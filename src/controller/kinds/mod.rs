//! # Managed Resource Kinds
//!
//! One [`Lifecycle`](super::engine::Lifecycle) per kind. Each module also holds
//! the pure `generate_observation` and `is_up_to_date` helpers for its kind.
//!
//! - `rds.rs` - RDSInstance
//! - `redis.rs` - RedisInstance
//! - `oss.rs` - Bucket
//! - `slb.rs` - CLB
//! - `nas.rs` - NASFileSystem, NASMountTarget
//! - `sls.rs` - Project, Store, StoreIndex, MachineGroup, Logtail

pub mod nas;
pub mod oss;
pub mod rds;
pub mod redis;
pub mod slb;
pub mod sls;

pub use nas::{FileSystemLifecycle, MountTargetLifecycle};
pub use oss::BucketLifecycle;
pub use rds::RdsLifecycle;
pub use redis::RedisLifecycle;
pub use slb::ClbLifecycle;
pub use sls::{LogtailLifecycle, MachineGroupLifecycle, ProjectLifecycle, StoreIndexLifecycle, StoreLifecycle};

use super::ReconcileError;
use crate::clients::ClientError;

/// The database account already exists
pub const ERR_ACCOUNT_DUPLICATE: &[&str] = &["InvalidAccountName.Duplicate"];

/// The public connection string already exists
pub const ERR_CONNECTION_DUPLICATE: &[&str] = &["InvalidConnectionStringOrPort.Duplicate", "NetTypeExists"];

/// Treat the listed codes as "already done"
///
/// Returns `Ok(true)` when the call did the work, `Ok(false)` when it had
/// already been done.
pub(crate) fn idempotent(result: Result<(), ClientError>, done_codes: &[&str]) -> Result<bool, ClientError> {
    match result {
        Ok(()) => Ok(true),
        Err(e) if e.has_code(done_codes) => Ok(false),
        Err(e) => Err(e),
    }
}

pub(crate) fn construction_failed(service: &'static str) -> impl FnOnce(ClientError) -> ReconcileError {
    move |source| ReconcileError::ClientConstructionFailed { service, source }
}

/// `None` and empty strings leave the field unmanaged
pub(crate) fn matches_opt(desired: Option<&str>, observed: &str) -> bool {
    desired.is_none_or(|d| d.is_empty() || d == observed)
}
//! # Constants
//!
//! Shared constants used throughout the controller.
//!
//! These values represent reasonable defaults and can be overridden via
//! configuration or environment variables where applicable.

/// Default HTTP server port for metrics and health probes
pub const DEFAULT_METRICS_PORT: u16 = 8080;

/// Default interval between reconciliations of a healthy resource (seconds)
pub const DEFAULT_POLL_INTERVAL_SECS: u64 = 60;

/// Requeue interval after Create/Delete while the cloud catches up (seconds)
pub const DEFAULT_SHORT_REQUEUE_SECS: u64 = 10;

/// Default Fibonacci backoff floor for failed reconciliations (seconds)
pub const DEFAULT_ERROR_BACKOFF_MIN_SECS: u64 = 5;

/// Default Fibonacci backoff ceiling for failed reconciliations (seconds)
pub const DEFAULT_ERROR_BACKOFF_MAX_SECS: u64 = 300;

/// Default exponential backoff starting value for watch stream errors (milliseconds)
pub const DEFAULT_BACKOFF_START_MS: u64 = 1000;

/// Default exponential backoff maximum value for watch stream errors (milliseconds)
pub const DEFAULT_BACKOFF_MAX_MS: u64 = 30_000;

/// Default delay before restarting watch stream after unknown errors (seconds)
pub const DEFAULT_WATCH_RESTART_DELAY_SECS: u64 = 5;

/// Default delay before restarting watch stream after it ends (seconds)
pub const DEFAULT_WATCH_RESTART_DELAY_AFTER_END_SECS: u64 = 1;

/// Timeout applied to every cloud API request (seconds)
pub const DEFAULT_CLOUD_REQUEST_TIMEOUT_SECS: u64 = 60;

/// Default maximum concurrent reconciliations per kind
pub const DEFAULT_MAX_CONCURRENT_RECONCILIATIONS: u16 = 10;

/// Annotation carrying the cloud-assigned identifier of a managed resource
pub const EXTERNAL_NAME_ANNOTATION: &str = "crossplane.io/external-name";

/// Finalizer placed on every managed resource until its cloud resource is gone
pub const MANAGED_RESOURCE_FINALIZER: &str = "finalizer.managedresource.crossplane.io";

/// Finalizer holding a ProviderConfig while managed resources use it
pub const PROVIDER_CONFIG_IN_USE_FINALIZER: &str = "in-use.crossplane.io";

/// Field manager used for server-side patches
pub const FIELD_MANAGER: &str = "alibaba-provider";

/// Label on ProviderConfigUsage objects naming the ProviderConfig in use
pub const PROVIDER_CONFIG_LABEL: &str = "alibaba.crossplane.io/provider-config";

/// ProviderConfig used when a managed resource does not name one
pub const DEFAULT_PROVIDER_CONFIG_NAME: &str = "default";

/// Connection detail keys shared by the database kinds
pub const CONNECTION_USERNAME_KEY: &str = "username";
pub const CONNECTION_PASSWORD_KEY: &str = "password";
pub const CONNECTION_ENDPOINT_KEY: &str = "endpoint";
pub const CONNECTION_PORT_KEY: &str = "port";

/// Type of the connection Secrets written for managed resources
pub const CONNECTION_SECRET_TYPE: &str = "connection.crossplane.io/v1alpha1";
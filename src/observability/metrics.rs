//! # Metrics
//!
//! Prometheus metrics for monitoring the provider.
//!
//! ## Metrics Exposed
//!
//! - `alibaba_provider_reconciliations_total{kind}` - Reconciliation passes per kind
//! - `alibaba_provider_reconciliation_errors_total{kind}` - Failed passes per kind
//! - `alibaba_provider_reconciliation_duration_seconds{kind}` - Pass duration per kind
//! - `alibaba_provider_cloud_operations_total{service,operation}` - Cloud API calls
//! - `alibaba_provider_cloud_operation_errors_total{service,operation}` - Failed cloud API calls
//! - `alibaba_provider_cloud_operation_duration_seconds{service}` - Cloud API call latency
//! - `alibaba_provider_requeues_total{reason}` - Requeues by reason

use anyhow::Result;
use prometheus::{HistogramVec, IntCounterVec, Registry};
use std::sync::LazyLock;

pub(crate) static REGISTRY: LazyLock<Registry> = LazyLock::new(Registry::new);

static RECONCILIATIONS_TOTAL: LazyLock<IntCounterVec> = LazyLock::new(|| {
    IntCounterVec::new(
        prometheus::Opts::new(
            "alibaba_provider_reconciliations_total",
            "Total number of reconciliations by managed resource kind",
        ),
        &["kind"],
    )
    .expect("Failed to create RECONCILIATIONS_TOTAL metric - this should never happen")
});

static RECONCILIATION_ERRORS_TOTAL: LazyLock<IntCounterVec> = LazyLock::new(|| {
    IntCounterVec::new(
        prometheus::Opts::new(
            "alibaba_provider_reconciliation_errors_total",
            "Total number of reconciliation errors by managed resource kind",
        ),
        &["kind"],
    )
    .expect("Failed to create RECONCILIATION_ERRORS_TOTAL metric - this should never happen")
});

static RECONCILIATION_DURATION: LazyLock<HistogramVec> = LazyLock::new(|| {
    HistogramVec::new(
        prometheus::HistogramOpts::new(
            "alibaba_provider_reconciliation_duration_seconds",
            "Duration of reconciliation in seconds by managed resource kind",
        )
        .buckets(vec![0.1, 0.5, 1.0, 2.0, 5.0, 10.0, 30.0]),
        &["kind"],
    )
    .expect("Failed to create RECONCILIATION_DURATION metric - this should never happen")
});

static CLOUD_OPERATIONS_TOTAL: LazyLock<IntCounterVec> = LazyLock::new(|| {
    IntCounterVec::new(
        prometheus::Opts::new(
            "alibaba_provider_cloud_operations_total",
            "Total number of Alibaba Cloud API calls by service and operation",
        ),
        &["service", "operation"],
    )
    .expect("Failed to create CLOUD_OPERATIONS_TOTAL metric - this should never happen")
});

static CLOUD_OPERATION_ERRORS_TOTAL: LazyLock<IntCounterVec> = LazyLock::new(|| {
    IntCounterVec::new(
        prometheus::Opts::new(
            "alibaba_provider_cloud_operation_errors_total",
            "Total number of failed Alibaba Cloud API calls by service and operation",
        ),
        &["service", "operation"],
    )
    .expect("Failed to create CLOUD_OPERATION_ERRORS_TOTAL metric - this should never happen")
});

static CLOUD_OPERATION_DURATION: LazyLock<HistogramVec> = LazyLock::new(|| {
    HistogramVec::new(
        prometheus::HistogramOpts::new(
            "alibaba_provider_cloud_operation_duration_seconds",
            "Duration of Alibaba Cloud API calls in seconds by service",
        )
        .buckets(vec![0.05, 0.1, 0.5, 1.0, 2.0, 5.0, 10.0]),
        &["service"],
    )
    .expect("Failed to create CLOUD_OPERATION_DURATION metric - this should never happen")
});

static REQUEUES_TOTAL: LazyLock<IntCounterVec> = LazyLock::new(|| {
    IntCounterVec::new(
        prometheus::Opts::new(
            "alibaba_provider_requeues_total",
            "Total number of requeues by reason",
        ),
        &["reason"],
    )
    .expect("Failed to create REQUEUES_TOTAL metric - this should never happen")
});

#[allow(
    clippy::missing_errors_doc,
    reason = "Error documentation is provided in doc comments"
)]
pub fn register_metrics() -> Result<()> {
    REGISTRY.register(Box::new(RECONCILIATIONS_TOTAL.clone()))?;
    REGISTRY.register(Box::new(RECONCILIATION_ERRORS_TOTAL.clone()))?;
    REGISTRY.register(Box::new(RECONCILIATION_DURATION.clone()))?;
    REGISTRY.register(Box::new(CLOUD_OPERATIONS_TOTAL.clone()))?;
    REGISTRY.register(Box::new(CLOUD_OPERATION_ERRORS_TOTAL.clone()))?;
    REGISTRY.register(Box::new(CLOUD_OPERATION_DURATION.clone()))?;
    REGISTRY.register(Box::new(REQUEUES_TOTAL.clone()))?;

    Ok(())
}

pub fn increment_reconciliations(kind: &str) {
    RECONCILIATIONS_TOTAL.with_label_values(&[kind]).inc();
}

pub fn increment_reconciliation_errors(kind: &str) {
    RECONCILIATION_ERRORS_TOTAL.with_label_values(&[kind]).inc();
}

pub fn observe_reconciliation_duration(kind: &str, duration: f64) {
    RECONCILIATION_DURATION
        .with_label_values(&[kind])
        .observe(duration);
}

/// Record one completed cloud API call
pub fn record_cloud_operation(service: &str, operation: &str, duration: f64) {
    CLOUD_OPERATIONS_TOTAL
        .with_label_values(&[service, operation])
        .inc();
    CLOUD_OPERATION_DURATION
        .with_label_values(&[service])
        .observe(duration);
}

pub fn increment_cloud_operation_errors(service: &str, operation: &str) {
    CLOUD_OPERATION_ERRORS_TOTAL
        .with_label_values(&[service, operation])
        .inc();
}

pub fn increment_requeues(reason: &str) {
    REQUEUES_TOTAL.with_label_values(&[reason]).inc();
}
= = = = =
What you need to do: Taking the entries above, write out exactly each line from the one holding "the field unmanaged" to the one holding "pub const DEFAULT_BACKOFF_START_MS: u64", both included, and stop there.

Answer:
/// `None` and empty strings leave the field unmanaged
pub(crate) fn matches_opt(desired: Option<&str>, observed: &str) -> bool {
    desired.is_none_or(|d| d.is_empty() || d == observed)
}
//! # Constants
//!
//! Shared constants used throughout the controller.
//!
//! These values represent reasonable defaults and can be overridden via
//! configuration or environment variables where applicable.

/// Default HTTP server port for metrics and health probes
pub const DEFAULT_METRICS_PORT: u16 = 8080;

/// Default interval between reconciliations of a healthy resource (seconds)
pub const DEFAULT_POLL_INTERVAL_SECS: u64 = 60;

/// Requeue interval after Create/Delete while the cloud catches up (seconds)
pub const DEFAULT_SHORT_REQUEUE_SECS: u64 = 10;

/// Default Fibonacci backoff floor for failed reconciliations (seconds)
pub const DEFAULT_ERROR_BACKOFF_MIN_SECS: u64 = 5;

/// Default Fibonacci backoff ceiling for failed reconciliations (seconds)
pub const DEFAULT_ERROR_BACKOFF_MAX_SECS: u64 = 300;

/// Default exponential backoff starting value for watch stream errors (milliseconds)
pub const DEFAULT_BACKOFF_START_MS: u64 = 1000;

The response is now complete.